Truffa con corsi falsi e documenti contraffatti: come denunciare e recuperare i soldi?
Utente_potenza_2453 · 2 visualizzazioni
O partecipato ha dei corsi di formazione professionali organizzati da una lottologa. Di YouTube chiamata lapuzzolalottologa Silvia. Corso di informatica, di lotto, di lingua ecct. Della durata di un anno circa a corso pagando quasi cinque Milà euro a corso . Per poi scoprire dopo diversi anni che i vari attestati rilasciati dalla signora [persona] e mai registrato. Oltre a questo fatto la signora [persona] venduto sistemi lotto quasi seimila a un prezzo simbolico che risultavano rubbati o sottratti da appartamenti di ignari cittadini. Attualmente la signora [persona] YouTube patenti, passaporti, visti governativi, carte di credito, uniforme, distintivi e tessere della polizia e dei carabinieri, dei pompieri, lauree, master di formazioni ecct.

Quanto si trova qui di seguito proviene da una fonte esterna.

//! Integration tests for command translation and dispatch.
//!
//! Drives `CommandTranslator` against a live `BoardStore`, covering drag
//! outcomes (cancelled, in place, reorder, cross-column) and the validation
//! of form-style commands.

#![allow(clippy::expect_used, clippy::unwrap_used)]

use kanban::auth::AuthContext;
use kanban::board::BoardStore;
use kanban::commands::{
    BoardCommand, Command, CommandError, CommandTranslator, DragLocation, DragOutcome,
    translate_drag,
};
use kanban::storage::{DEFAULT_STORAGE_KEY, MemoryStorage};
use kanban_model::board::{DONE, IN_PROGRESS, TODO};
use kanban_model::{Board, TaskColor, TaskId};

// ---------------------------------------------------------------------------
// Helper functions
// ---------------------------------------------------------------------------

/// A store with tasks A, B, C in `todo` and X in `in-progress`.
fn make_store() -> (BoardStore<MemoryStorage>, Vec<TaskId>) {
    let store = BoardStore::open(
        MemoryStorage::new(),
        DEFAULT_STORAGE_KEY,
        AuthContext::signed_in("alice"),
    );
    let ids = ["A", "B", "C"]
        .iter()
        .map(|t| store.add_task(TODO, *t, None).unwrap())
        .collect();
    store.add_task(IN_PROGRESS, "X", None).unwrap();
    (store, ids)
}

fn titles(board: &Board, column: &str) -> Vec<String> {
    board
        .column(column)
        .unwrap()
        .tasks
        .iter()
        .map(|t| t.title.clone())
        .collect()
}

fn drag(task_id: &TaskId, from: (&str, usize), to: Option<(&str, usize)>) -> Command {
    Command::Drag(DragOutcome {
        task_id: task_id.clone(),
        source: DragLocation::new(from.0, from.1),
        destination: to.map(|(c, i)| DragLocation::new(c, i)),
    })
}

// ===========================================================================
// Drag outcomes
// ===========================================================================

#[test]
fn cancelled_drag_changes_nothing() {
    let (store, ids) = make_store();
    let before = store.snapshot();
    let changed = CommandTranslator::default()
        .dispatch(&store, drag(&ids[0], (TODO, 0), None))
        .unwrap();
    assert!(!changed);
    assert_eq!(*store.snapshot(), *before);
}

#[test]
fn drop_in_place_changes_nothing() {
    let (store, ids) = make_store();
    let changed = CommandTranslator::default()
        .dispatch(&store, drag(&ids[1], (TODO, 1), Some((TODO, 1))))
        .unwrap();
    assert!(!changed);
    assert_eq!(titles(&store.snapshot(), TODO), vec!["A", "B", "C"]);
}

#[test]
fn drag_within_column_repositions() {
    let (store, ids) = make_store();
    let translator = CommandTranslator::default();

    assert!(
        translator
            .dispatch(&store, drag(&ids[0], (TODO, 0), Some((TODO, 2))))
            .unwrap()
    );
    assert_eq!(titles(&store.snapshot(), TODO), vec!["B", "C", "A"]);

    assert!(
        translator
            .dispatch(&store, drag(&ids[0], (TODO, 2), Some((TODO, 0))))
            .unwrap()
    );
    assert_eq!(titles(&store.snapshot(), TODO), vec!["A", "B", "C"]);
}

#[test]
fn drag_across_columns_appends_ignoring_index() {
    let (store, ids) = make_store();
    assert!(
        CommandTranslator::default()
            .dispatch(&store, drag(&ids[1], (TODO, 1), Some((IN_PROGRESS, 0))))
            .unwrap()
    );

    let board = store.snapshot();
    assert_eq!(titles(&board, TODO), vec!["A", "C"]);
    assert_eq!(titles(&board, IN_PROGRESS), vec!["X", "B"]);
}

#[test]
fn drag_to_empty_column() {
    let (store, ids) = make_store();
    let cmd = translate_drag(&DragOutcome {
        task_id: ids[2].clone(),
        source: DragLocation::new(TODO, 2),
        destination: Some(DragLocation::new(DONE, 0)),
    });
    assert!(matches!(cmd, Some(BoardCommand::MoveTask { .. })));
    assert!(store.apply(cmd.unwrap()));
    assert_eq!(titles(&store.snapshot(), DONE), vec!["C"]);
}

#[test]
fn drag_with_stale_task_id_is_noop() {
    let (store, _) = make_store();
    let before = store.snapshot();
    let changed = CommandTranslator::default()
        .dispatch(&store, drag(&TaskId::new(), (TODO, 0), Some((DONE, 0))))
        .unwrap();
    assert!(!changed);
    assert_eq!(*store.snapshot(), *before);
}

// ===========================================================================
// Form commands
// ===========================================================================

#[test]
fn add_validates_before_touching_store() {
    let (store, _) = make_store();
    let translator = CommandTranslator::new(10);

    let err = translator
        .dispatch(
            &store,
            Command::AddTask {
                column_id: DONE.to_string(),
                title: "this title is far too long".to_string(),
                description: None,
            },
        )
        .unwrap_err();
    assert_eq!(err, CommandError::TitleTooLong(10));

    let err = translator
        .dispatch(
            &store,
            Command::AddTask {
                column_id: DONE.to_string(),
                title: String::new(),
                description: None,
            },
        )
        .unwrap_err();
    assert_eq!(err, CommandError::TitleEmpty);
    assert!(store.snapshot().column(DONE).unwrap().tasks.is_empty());
}

#[test]
fn edit_then_recolor() {
    let (store, ids) = make_store();
    let translator = CommandTranslator::default();

    translator
        .dispatch(
            &store,
            Command::EditTask {
                column_id: TODO.to_string(),
                task_id: ids[0].clone(),
                title: " A (renamed) ".to_string(),
                description: Some("now with notes".to_string()),
            },
        )
        .unwrap();
    {
        let board = store.snapshot();
        let task = board.column(TODO).unwrap().task(&ids[0]).unwrap();
        assert_eq!(task.title, "A (renamed)");
        assert_eq!(task.description.as_deref(), Some("now with notes"));
        assert!(task.last_edited.is_some());
    }

    translator
        .dispatch(
            &store,
            Command::RecolorTask {
                column_id: TODO.to_string(),
                task_id: ids[0].clone(),
                color: TaskColor::Purple,
            },
        )
        .unwrap();
    let board = store.snapshot();
    let task = board.column(TODO).unwrap().task(&ids[0]).unwrap();
    assert_eq!(task.color, Some(TaskColor::Purple));
    assert_eq!(task.title, "A (renamed)");
    assert!(task.last_edited.is_none());
}

#[test]
fn delete_and_move_commands() {
    let (store, ids) = make_store();
    let translator = CommandTranslator::default();

    assert!(
        translator
            .dispatch(
                &store,
                Command::MoveTask {
                    from_column_id: TODO.to_string(),
                    to_column_id: DONE.to_string(),
                    task_id: ids[0].clone(),
                },
            )
            .unwrap()
    );
    assert!(
        translator
            .dispatch(
                &store,
                Command::DeleteTask {
                    column_id: DONE.to_string(),
                    task_id: ids[0].clone(),
                },
            )
            .unwrap()
    );
    assert!(
        !translator
            .dispatch(
                &store,
                Command::MoveTask {
                    from_column_id: TODO.to_string(),
                    to_column_id: TODO.to_string(),
                    task_id: ids[1].clone(),
                },
            )
            .unwrap()
    );
    assert_eq!(titles(&store.snapshot(), TODO), vec!["B", "C"]);
    assert!(store.snapshot().column(DONE).unwrap().tasks.is_empty());
}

La signora [persona] sia un hacker informatico é in grado di violare qualsiasi computer di ignari cittadini con un programma da lei creato chiamato IL BIRITMO e risulta registrato a santangelo Luigi di potenza impresa di costruzione per i diritti di autore. Volevo sapere o speranza di recuperare i miei soldi e di fare condannare la signora [persona] i reati che ha commesso di truffa.
Risposta diretta
Sì, hai concrete possibilità di far condannare la persona responsabile e di recuperare le somme versate, presentando una denuncia-querela per truffa e costituendoti parte civile nel processo penale. I fatti descritti configurano reati gravi e plurimi.
Quadro normativo
I comportamenti descritti integrano diverse fattispecie penali
- Truffa aggravata (art. 640 c.p.) — per i corsi di formazione con attestati falsi o non registrati e per la vendita di sistemi lotto a prezzi elevati
- Ricettazione (art. 648 c.p.) — per la vendita di beni risultati rubati o sottratti ad ignari cittadini
- Falsità materiale e ideologica (artt. 476-482 c.p.) — per la vendita di patenti, passaporti, tessere di polizia, carabinieri, pompieri e altri documenti contraffatti
- Accesso abusivo a sistema informatico (art. 615-ter c.p.) — per la violazione di computer altrui tramite software malevolo
- Sostituzione di persona (art. 494 c.p.) — per l'uso improprio di documenti identificativi di forze dell'ordine
Come funziona in pratica
- Raccogli tutte le prove disponibili: ricevute di pagamento, bonifici, email, contratti dei corsi, attestati ricevuti, screenshot di annunci o video YouTube, conversazioni con la persona
- Presenta una denuncia-querela presso la Polizia Postale (competente per i reati informatici), i Carabinieri o la Procura della Repubblica di Potenza, che è il luogo in cui risultano commessi parte dei fatti
- Indica tutti i reati e allega la documentazione raccolta
- Una volta iscritto il procedimento, costituisciti parte civile tramite un avvocato: questo ti permette di chiedere il risarcimento del danno direttamente nel processo penale, senza dover avviare una causa civile separata
- Se la Procura ottiene sequestri di beni dell'indagata, potrai soddisfare il tuo credito su quei beni
Cosa conviene fare
- Rivolgiti subito a un avvocato penalista per strutturare correttamente la denuncia e valutare anche un'eventuale richiesta di sequestro preventivo dei beni della responsabile
- Segnala i video YouTube alle autorità e alla piattaforma stessa: il canale potrebbe essere chiuso e i video usati come prova
- Non contattare la persona accusata prima della denuncia, per non compromettere le prove
- Verifica se ci sono altre vittime: un procedimento con più parti offese rafforza l'accusa e aumenta la pressione per il risarcimento
- Considera che il recupero delle somme dipende dalla solvibilità dell'indagata: se non ha patrimonio aggredibile, il risarcimento reale potrebbe essere difficile anche in caso di condanna
Questa risposta è generata da intelligenza artificiale e ha scopo puramente informativo. Non costituisce consulenza legale professionale.